I didnt understand the examples in the voverrides man page, but i think i understand how pkg_ovs works for bridges anyway from reading bridge code.

I think i understand and agree with where you're suggestions are headed.

The .vsel file sounds very much like the params/xyz_ovs.ves that we had locally. They both list version overrides.

In the params/xyz_ovs.ves case, the overrides were applied after a collector had propagated all hier content to the top level. We dont want to do that because of poor cache performance.

We do want to propagate down the overrides to lower levels. I agree that dot is the place.

I'm not sure what you envision would be in dot. It doesnt seem to me like it requires much more than a list of overrides.

SDL code which wants to use the override seems like it could do something like:

from /vesta/path/ import thingy;
thingy = if .!ovs && ./ovs!thingy then ./ovs/thingy else thingy;

That seems to work and be pretty simple. Ie, a new user could read that code and know what it does.

Of course, we could make that easier:

thingy = ./generics/apply_ovs(thingy);

Or even, *gasp*

thingy = ./apply_ovs(thingy);

or, maybe

thingy = _apply_ovs(thingy);

or what you were suggesting, at the import line

from /vesta/path/ import_w_ovs thingy

But i have a question. The code above assumes the user of thingy is doing the override. With the import version i guess it's not strictly the user; it's more automatic.

But, i ask, should thingy do its own override:

in thingy pkg a new std file vsel.ves or apply_ovs.ves or something is what import looks for by default, and looks like this:

import thingy = build.ves;

{
return if .!ovs && ./ovs!thingy then ./ovs/thingy else thingy;
// or
return ./apply_ovs(thingy);
} 

Or if we didnt want to change import, ie pure sdl answer, then build.ves could be this

import thingy = pkg.ves;

{
return if .!ovs && ./ovs!thingy then ./ovs/thingy else thingy;
// or
return ./apply_ovs(thingy);
} 

And what we usually put in build.ves we put now in pkg.ves or any other suitably named file.

Non-SDL means not necessarily "Pure Functional"

One tangential concern is about another fundamental principle of vesta -- that the pure functional language of SDL guarantees that a function result (derived file) will depend only on it's arguments, and so thus vesta can see all possible dependencies.

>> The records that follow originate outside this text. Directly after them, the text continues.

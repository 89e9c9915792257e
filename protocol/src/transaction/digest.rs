//! Domain-separated transaction digests.
//!
//! | Digest        | Prefix  | Input                                      |
//! |---------------|---------|--------------------------------------------|
//! | signing       | `STX\0` | canonical bytes minus signature fields      |
//! | multi-signing | `SMT\0` | signing bytes followed by the signer id     |
//! | identity      | `TXN\0` | full canonical bytes                        |
//!
//! All three are SHA-512-half.

use super::builder::Transaction;
use super::codec;
use super::types::TxId;
use crate::config::{HASH_PREFIX_TRANSACTION_ID, HASH_PREFIX_TX_MULTI_SIGN, HASH_PREFIX_TX_SIGN};
use crate::crypto::hash::{prefixed_hash, sha512_half_multi};
use crate::identity::AccountId;

/// Digest a single signer signs.
pub fn signing_digest(tx: &Transaction) -> [u8; 32] {
    prefixed_hash(&HASH_PREFIX_TX_SIGN, &codec::encode_for_signing(tx))
}

/// Digest one multi-signer signs: the signing bytes bound to that signer.
pub fn multi_signing_digest(tx: &Transaction, signer: &AccountId) -> [u8; 32] {
    let body = codec::encode_for_signing(tx);
    sha512_half_multi(&[&HASH_PREFIX_TX_MULTI_SIGN[..], &body[..], &signer.as_bytes()[..]])
}

/// Identity digest over the full canonical bytes.
pub(crate) fn compute_id(tx: &Transaction) -> TxId {
    TxId(prefixed_hash(&HASH_PREFIX_TRANSACTION_ID, &codec::encode(tx)))
}
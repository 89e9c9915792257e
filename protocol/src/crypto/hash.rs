//! # Hashing Utilities
//!
//! Cryptographic hash functions used by the transaction model:
//!
//! - **SHA-512-half** - the first 32 bytes of SHA-512. Every transaction
//!   digest (signing, multi-signing, identity) is a SHA-512-half over a
//!   4-byte domain prefix followed by canonical bytes.
//!
//! - **BLAKE3** - used to derive 20-byte account identifiers from public
//!   keys. Nothing on the signing path depends on it.
//!
//! - **double SHA-256** - only for the 4-byte checksum of base58 addresses.
//!
//! Every digest over transaction bytes goes through [`prefixed_hash`], so the
//! signing and identity digests of the same bytes never coincide.

use sha2::{Digest, Sha256, Sha512};

/// Compute the SHA-256 hash of the input data.
pub fn sha256(data: &[u8]) -> Vec<u8> {
    let mut hasher = Sha256::new();
    hasher.update(data);
    hasher.finalize().to_vec()
}

/// Compute the double-SHA-256 hash: `SHA-256(SHA-256(data))`.
///
/// Only used for address checksums.
pub fn double_sha256(data: &[u8]) -> Vec<u8> {
    sha256(&sha256(data))
}

/// SHA-512 truncated to its first 32 bytes.
///
/// # Example
///
/// ```
/// use tessera_protocol::crypto::sha512_half;
///
/// let digest = sha512_half(b"tessera");
/// assert_eq!(digest.len(), 32);
/// ```
pub fn sha512_half(data: &[u8]) -> [u8; 32] {
    sha512_half_multi(&[data])
}

/// SHA-512-half over several slices, fed sequentially without concatenating.
pub fn sha512_half_multi(parts: &[&[u8]]) -> [u8; 32] {
    let mut hasher = Sha512::new();
    for part in parts {
        hasher.update(part);
    }
    let full = hasher.finalize();
    let mut output = [0u8; 32];
    output.copy_from_slice(&full[..32]);
    output
}

/// Domain-separated digest: `SHA-512-half(prefix || data)`.
pub fn prefixed_hash(prefix: &[u8; 4], data: &[u8]) -> [u8; 32] {
    sha512_half_multi(&[prefix.as_slice(), data])
}

/// Compute the BLAKE3 hash of the input data.
pub fn blake3_hash(data: &[u8]) -> [u8; 32] {
    *blake3::hash(data).as_bytes()
}
//! Plane Game - dodge and shoot falling obstacles.
//!
//! Core modules:
//! - `entities`: plain session data
//! - `compute`: pure per-frame simulation and input handling
//! - `effects`: sound/text commands the simulation emits
//! - `render`: drawing contract for hosts
//! - `config`: tuning and startup validation

pub mod compute;
pub mod config;
pub mod effects;
pub mod entities;
pub mod error;
pub mod render;

pub use config::GameConfig;
pub use error::ConfigError;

If the versioning system is outside SDL, then that guarantee goes away. I think that's ok, because we're just talking about single bits of data, ie version numbers, with no functions or output<-input relationships -- at least at this point. But if the system were to grow into something more complex, some item might creep in as an un-observed depenency. So i'm just encouraging us to watch for this.